Writing Portable DataFrame Code for Eager and Lazy Execution

Marco Gorelli

Have you ever written a data pipeline with pandas and then got an OutOfMemoryError when you put your full dataset through it? That’s because pandas is an eager dataframe which loads all data into memory, leading to issues with large datasets. Lazy execution avoids this by deferring computation, which reduces memory usage and boosts performance.

You may have heard about Polars and DuckDB, but are hesitant to try them. Not only would you need to update your syntax, you’d also have to adjust your solution’s logic based on some differences between them:

Eager dataframes (like pandas) are in-memory and have a defined row order.
Lazy dataframes (like DuckDB or polars.LazyFrame) defer their execution and make fewer guarantees (if any!) about row order. Without specifying order, the same logic can produce inconsistent results in operations like cum_sum(), as lazy execution may shuffle rows unpredictably between runs:

import polars as pl

polars_df1 = pl.DataFrame({"store": [1, 1, 2], "date_id": [4, 5, 6]}).lazy()
polars_df2 = pl.DataFrame({"store": [1, 2], "sales": [7, 8]}).lazy()

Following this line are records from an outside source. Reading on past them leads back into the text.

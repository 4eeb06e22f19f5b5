use anyhow::Result;
use clap::Parser;
use docsync::cli::{run, Cli};
use tracing_subscriber::EnvFilter;

#[tokio::main]
async fn main() -> Result<()> {
    dotenvy::dotenv().ok();

    // Stdout is reserved for command output.
    tracing_subscriber::fmt()
        .with_env_filter(EnvFilter::try_from_default_env().unwrap_or_else(|_| EnvFilter::new("info")))
        .with_writer(std::io::stderr)
        .init();
    tracing::info!("CLI application startup: tracing initialised, environment loaded");

    let cli = Cli::parse();
    tracing::info!("CLI arguments parsed, invoking run");
    let result = run(cli).await;
    match &result {
        Ok(_) => tracing::info!("CLI completed successfully"),
        Err(e) => tracing::error!(error = %e, "CLI exited with error"),
    }
    result
}
//! # contract: the repository content facade
//!
//! This module defines the single trait ([`GitManager`]) that every sync strategy
//! implements, plus the plain data types it returns.
//!
//! ## Interface & Extensibility
//! - [`crate::git_cli::LocalGitManager`] drives a local `git` binary.
//! - [`crate::github::GitHubManager`] mirrors through a hosted provider's content API.
//! - Which one runs is a deployment choice ([`crate::config::MirrorConfig::build_manager`]),
//!   never a branch inside business logic.
//!
//! ## Mocking & Testing
//! - The trait is annotated for `mockall`; with the `test-export-mocks` feature the
//!   generated `MockGitManager` is available to downstream crates and integration tests.
//!
//! ## Security contract
//! - `validate_files_exist` and `read_managed_file_content` must re-derive the tracked
//!   file set from the authoritative source on every call, never trust caller input.

use std::path::PathBuf;

use async_trait::async_trait;
#[allow(unused_imports)]
use mockall::{automock, predicate::*};
use serde::{Deserialize, Serialize};

use crate::error::MirrorError;
use crate::repository::Repository;

#[derive(Debug, Clone, Copy, PartialEq, Eq, Hash, Serialize, Deserialize)]
#[serde(rename_all = "lowercase")]
pub enum FileKind {
    File,
    Dir,
}

/// A single entry of a repository listing.
#[derive(Debug, Clone, PartialEq, Eq, Hash, Serialize, Deserialize)]
pub struct FileNode {
    /// Relative to the mirror root, `/`-separated.
    pub path: String,
    #[serde(rename = "type")]
    pub kind: FileKind,
}

impl FileNode {
    pub fn file(path: impl Into<String>) -> Self {
        Self {
            path: path.into(),
            kind: FileKind::File,
        }
    }

    pub fn dir(path: impl Into<String>) -> Self {
        Self {
            path: path.into(),
            kind: FileKind::Dir,
        }
    }

    pub fn is_file(&self) -> bool {
        self.kind == FileKind::File
    }
}

/// Unified access to a repository's mirrored content.
#[cfg_attr(any(test, feature = "test-export-mocks"), automock)]
#[async_trait]
pub trait GitManager: Send + Sync {
    /// Make sure the local mirror exists and reflects the remote's current head.
    async fn ensure_cloned(&self, repo: &Repository) -> Result<(), MirrorError>;

    /// List every tracked file and directory of the repository.
    async fn list_repository_files(&self, repo: &Repository)
        -> Result<Vec<FileNode>, MirrorError>;

    /// Succeeds only if every path is a tracked file. An empty list succeeds trivially.
    async fn validate_files_exist(
        &self,
        repo: &Repository,
        paths: &[String],
    ) -> Result<(), MirrorError>;

    /// Read a tracked file's raw bytes.
    async fn read_managed_file_content(
        &self,
        repo: &Repository,
        path: &str,
    ) -> Result<Vec<u8>, MirrorError>;

    /// Where this strategy keeps the repository's mirror.
    fn mirror_path(&self, repo: &Repository) -> PathBuf;
}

# Run the join operation twice to see if the outputs are the same
for _ in range(2):
    print(
        polars_df1.join(polars_df2, on="store", how="left")
        # no order is specified
        .with_columns(cumulative_sales=pl.col("sales").cum_sum().over("store"))
        .collect(engine="streaming")
    )

Output:

shape: (3, 4)
┌───────┬─────────┬───────┬──────────────────┐
│ store ┆ date_id ┆ sales ┆ cumulative_sales │
│ ---   ┆ ---     ┆ ---   ┆ ---              │
│ i64   ┆ i64     ┆ i64   ┆ i64              │
╞═══════╪═════════╪═══════╪══════════════════╡
│ 1     ┆ 4       ┆ 7     ┆ 7                │
│ 2     ┆ 6       ┆ 8     ┆ 8                │
│ 1     ┆ 5       ┆ 7     ┆ 14               │
└───────┴─────────┴───────┴──────────────────┘
shape: (3, 4)
┌───────┬─────────┬───────┬──────────────────┐
│ store ┆ date_id ┆ sales ┆ cumulative_sales │
│ ---   ┆ ---     ┆ ---   ┆ ---              │
│ i64   ┆ i64     ┆ i64   ┆ i64              │
╞═══════╪═════════╪═══════╪══════════════════╡
│ 1     ┆ 5       ┆ 7     ┆ 7                │
│ 1     ┆ 4       ┆ 7     ┆ 14               │
│ 2     ┆ 6       ┆ 8     ┆ 8                │
└───────┴─────────┴───────┴──────────────────┘

In the code above, the same lazy pipeline is run twice—but the output differs between runs.

The good news is that, by learning one simple trick, you can rid your code of row-ordering assumptions and have it work seamlessly across eager and lazy dataframes.

In this article, we’ll use Narwhals to:

Create a fill-forward solution that works with eager pandas and Polars dataframes
Upgrade it to also support lazy dataframes like polars.LazyFrame, DuckDB, and PySpark

The source code of this article can be found here:

Source Code

Eager-Only Solution

First, we’ll build a fill-forward solution compatible with eager pandas and Polars dataframes.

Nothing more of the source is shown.